Le Centre international de recherche sur le cancer, le CIRC, agence de l’OMS, a encore rappelé la semaine dernière que la moitié des cancers pourraient être évités.

Plus largement, lorsqu’on sait le fléau que constitue l’épidémie de maladies chroniques aujourd’hui en France –diabète, cancer, etc. –, lorsqu’on sait à quel point ces maladies pèsent sur nos finances publiques, on comprend mal que la santé environnementale ne soit pas encore devenue une priorité !
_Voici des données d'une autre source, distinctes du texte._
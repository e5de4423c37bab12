//! Host capability registry the plugin wires itself into.
//!
//! Models the plugin-host handshake as a trait: each registration point
//! is a method. The two the plugin cannot work without are required;
//! the cosmetic surfaces default to accepting no-ops, which is exactly
//! what a host lacking that capability offers.

use thiserror::Error;

use ewslink_core::{Action, Reducer, StoreHandle};

use crate::component::Component;

/// Why the host refused a registration.
#[derive(Debug, Error)]
pub enum RegistryError {
    /// The host already holds a reducer for this plugin slice.
    #[error("a reducer is already registered")]
    ReducerAlreadyRegistered,

    /// Components cannot mount before a reducer has created the slice.
    #[error("no reducer registered yet")]
    NoReducer,
}

/// Registration surface a host offers to plugins.
pub trait HostRegistry {
    /// Install the state-slice reducer. The host creates the store and
    /// returns the handle all plugin-state reads go through.
    fn register_reducer(&mut self, reducer: Reducer) -> Result<StoreHandle, RegistryError>;

    /// Mount a root component, rendered above the host's own chrome.
    fn register_root_component(
        &mut self,
        component: Box<dyn Component>,
    ) -> Result<(), RegistryError>;

    /// Add an entry to the host's main menu.
    fn register_main_menu_entry(
        &mut self,
        _label: &str,
        _action: Action,
    ) -> Result<(), RegistryError> {
        Ok(())
    }

    /// Add a channel header button.
    fn register_channel_header_button(
        &mut self,
        _icon: &str,
        _tooltip: &str,
        _action: Action,
    ) -> Result<(), RegistryError> {
        Ok(())
    }

    /// Add an app-bar entry.
    fn register_app_bar_entry(
        &mut self,
        _icon: &str,
        _label: &str,
        _action: Action,
    ) -> Result<(), RegistryError> {
        Ok(())
    }
}
//! Index build pipeline
//!
//! Assembles the corpus, constructs the suffix array and search engine,
//! writes the persistent index, and trains the phrase model alongside it.

use super::types::IndexMeta;
use super::writer::IndexWriter;
use crate::corpus;
use crate::index::PHRASES_FILE;
use crate::markov::PhraseChain;
use crate::search::Searcher;
use crate::utils::progress::{ProgressBar, ProgressStyle};
use anyhow::{Context, Result};
use std::fs;
use std::path::Path;
use std::time::Duration;

/// Sentence-window order of the phrase model built next to the index.
const PHRASE_ORDER: usize = 2;

/// Build (or rebuild, with `force`) the index for `corpus_dir` into
/// `index_dir`. `silent` suppresses the phase spinners.
pub fn build_index(corpus_dir: &Path, index_dir: &Path, force: bool, silent: bool) -> Result<()> {
    let corpus_dir = corpus_dir
        .canonicalize()
        .with_context(|| format!("invalid corpus path {}", corpus_dir.display()))?;

    if force && index_dir.exists() {
        fs::remove_dir_all(index_dir).context("failed to remove existing index")?;
    }

    let spinner = phase_spinner(silent, "Assembling corpus...");
    let assembled = corpus::assemble(&corpus_dir)?;
    finish(
        &spinner,
        format!(
            "Assembled {} paragraphs from {} articles ({} bytes)",
            assembled.paragraphs.len(),
            assembled.article_count,
            assembled.buffer.len()
        ),
    );

    let spinner = phase_spinner(silent, "Building suffix array and FM tables...");
    let meta = IndexMeta {
        buffer_size: assembled.buffer.len() as u64,
        suffix_count: assembled.buffer.len() as u64,
        paragraph_count: assembled.paragraphs.len() as u64,
        article_count: assembled.article_count as u64,
        keyword_count: assembled.keyword_set.len() as u64,
    };
    let searcher = Searcher::build(assembled.buffer, assembled.paragraphs)?;
    finish(&spinner, format!("Indexed {} suffixes", meta.suffix_count));

    let spinner = phase_spinner(silent, "Writing index...");
    IndexWriter::write(
        index_dir,
        searcher.buffer(),
        searcher.suffix_array(),
        searcher.paragraphs(),
        &meta,
    )?;

    let chain = PhraseChain::build(
        searcher.paragraphs().paragraphs().iter().map(|p| p.text.as_str()),
        PHRASE_ORDER,
    );
    chain.save(&index_dir.join(PHRASES_FILE))?;
    finish(&spinner, format!("Index written to {}", index_dir.display()));

    Ok(())
}

fn phase_spinner(silent: bool, message: &'static str) -> Option<ProgressBar> {
    if silent {
        return None;
    }
    let spinner = ProgressBar::new_spinner();
    if let Ok(style) = ProgressStyle::default_spinner().template("{spinner:.cyan} {msg}") {
        spinner.set_style(style);
    }
    spinner.set_message(message);
    spinner.enable_steady_tick(Duration::from_millis(80));
    Some(spinner)
}

fn finish(spinner: &Option<ProgressBar>, message: String) {
    if let Some(spinner) = spinner {
        spinner.finish_with_message(message);
    }
}

#[cfg(test)]
mod tests {
    use super::*;
    use crate::index::reader;
    use tempfile::tempdir;

    #[test]
    fn test_build_and_reopen() {
        let corpus = tempdir().unwrap();
        std::fs::write(
            corpus.path().join("bach.txt"),
            "Bach spent his final decades in Leipzig writing sacred cantatas weekly.\n",
        )
        .unwrap();

        let index = tempdir().unwrap();
        let index_dir = index.path().join("idx");
        build_index(corpus.path(), &index_dir, false, true).unwrap();

        let meta = reader::read_meta(&index_dir).unwrap();
        assert_eq!(meta.paragraph_count, 1);
        assert_eq!(meta.article_count, 1);

        let searcher = Searcher::open(&index_dir).unwrap();
        let hits = searcher.search(b"leipzig");
        assert_eq!(hits.len(), 1);
        assert_eq!(hits[0].paragraph.article, "bach");

        assert!(index_dir.join(PHRASES_FILE).exists());
    }

    #[test]
    fn test_force_rebuild_replaces_index() {
        let corpus = tempdir().unwrap();
        std::fs::write(
            corpus.path().join("a.txt"),
            "A paragraph with enough characters to be extracted and indexed properly.\n",
        )
        .unwrap();

        let index = tempdir().unwrap();
        let index_dir = index.path().join("idx");
        build_index(corpus.path(), &index_dir, false, true).unwrap();
        std::fs::write(index_dir.join("stale.tmp"), "x").unwrap();

        build_index(corpus.path(), &index_dir, true, true).unwrap();
        assert!(!index_dir.join("stale.tmp").exists());
        assert!(Searcher::open(&index_dir).is_ok());
    }
}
Cela est d’autant plus incompréhensible que nous sommes souvent tous d’accord sur les constats. Le débat qui a eu lieu en novembre dernier à l’occasion d’une proposition de loi sur le diesel et les particules fines cancérogènes a montré que nous nous accordions à peu près sur le constat. Malheureusement, les actes tardent en la matière !

Certes, depuis le 1er janvier 2015, le bisphénol A est interdit dans tous les contenants alimentaires. Mais combien de temps faudra-t-il attendre encore pour que l’interdiction soit étendue aux autres perturbateurs endocriniens, qui mettent quotidiennement en danger notre santé par leur omniprésence dans notre environnement et par leurs interactions ?

D’une manière générale, il faudrait réfléchir à tout ce qui concerne les pesticides, les nanomatériaux, les résidus de médicaments dans les milieux et autres produits présents dans l’environnement et susceptibles d’affecter la santé. Il nous paraît urgent, et même indispensable, de prendre des décisions en la matière.

Nous espérons pouvoir, à l’occasion du prochain examen du projet de loi relatif à la santé, débattre avec le Gouvernement ainsi qu’avec vous, mes chers collègues, d’un rééquilibrage en faveur de la santé environnementale.

Ce rééquilibrage pourrait passer par un renforcement des moyens des observatoires régionaux de la santé, par l’élargissement de leurs missions en matière de santé environnementale, comprenant notamment le suivi épidémiologique des populations, ainsi que par un accès de toutes et tous à un dépistage gratuit des niveaux d’imprégnation par les toxiques dans le cadre de la santé au travail et des bilans de santé aux différents âges.

Nous regrettons le dépôt d’une proposition de loi constitutionnelle modifiant la Charte de l’environnement en vue de supprimer le principe de précaution. Nous proposons l’application de ce principe de précaution dans le domaine de la santé via, notamment, une évaluation systématique des impacts sanitaires et environnementaux des politiques publiques et projets de recherche technologique.

Bien d’autres sujets pourraient être abordés, qu’il s’agisse du renforcement de la prévention, de la régulation du prix des médicaments et, plus généralement, de la nécessité absolue de séparer les décisions publiques en matière de santé des pressions exercées par les détenteurs d’intérêts économiques. Si nous traitons ces sujets comme il convient, nous pourrons réaliser d’importantes économies pour les finances publiques.

Nous espérons pouvoir mettre en place, à l’occasion de l’examen du projet de loi de santé, des solutions conjuguant volontarisme politique, pédagogie, éducation populaire et prévention.